> _Your objective_
In the records below, some lines hold the word "Gets". Copy each of those lines.

> _Stored data entries_
+++
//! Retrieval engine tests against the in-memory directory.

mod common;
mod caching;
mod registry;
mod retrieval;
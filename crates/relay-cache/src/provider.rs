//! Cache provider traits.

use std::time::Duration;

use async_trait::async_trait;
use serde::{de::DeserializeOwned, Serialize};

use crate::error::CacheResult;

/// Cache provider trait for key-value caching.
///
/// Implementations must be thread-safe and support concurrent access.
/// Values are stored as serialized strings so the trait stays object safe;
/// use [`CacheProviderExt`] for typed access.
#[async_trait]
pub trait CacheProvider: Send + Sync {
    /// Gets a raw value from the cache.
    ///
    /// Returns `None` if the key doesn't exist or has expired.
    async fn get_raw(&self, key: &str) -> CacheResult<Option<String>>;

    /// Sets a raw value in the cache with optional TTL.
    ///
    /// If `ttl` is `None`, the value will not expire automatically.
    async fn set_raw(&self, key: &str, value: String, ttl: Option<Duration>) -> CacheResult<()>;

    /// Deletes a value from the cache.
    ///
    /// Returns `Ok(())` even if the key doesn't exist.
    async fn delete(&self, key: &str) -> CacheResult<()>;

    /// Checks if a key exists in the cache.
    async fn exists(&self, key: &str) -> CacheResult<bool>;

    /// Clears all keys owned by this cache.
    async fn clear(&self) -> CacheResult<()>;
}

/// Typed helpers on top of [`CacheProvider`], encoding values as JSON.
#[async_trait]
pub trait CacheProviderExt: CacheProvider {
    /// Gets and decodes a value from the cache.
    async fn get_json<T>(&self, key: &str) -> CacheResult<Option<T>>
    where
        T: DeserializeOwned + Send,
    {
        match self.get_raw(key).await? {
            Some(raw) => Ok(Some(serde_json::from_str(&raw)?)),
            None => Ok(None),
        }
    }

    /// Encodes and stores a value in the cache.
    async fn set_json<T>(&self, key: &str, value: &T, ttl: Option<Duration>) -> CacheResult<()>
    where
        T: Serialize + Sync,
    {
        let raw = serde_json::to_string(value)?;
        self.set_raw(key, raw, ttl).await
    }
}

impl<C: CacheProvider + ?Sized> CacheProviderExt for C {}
+++
> _Output of the exercise_
    /// Gets a raw value from the cache.
    /// Gets and decodes a value from the cache.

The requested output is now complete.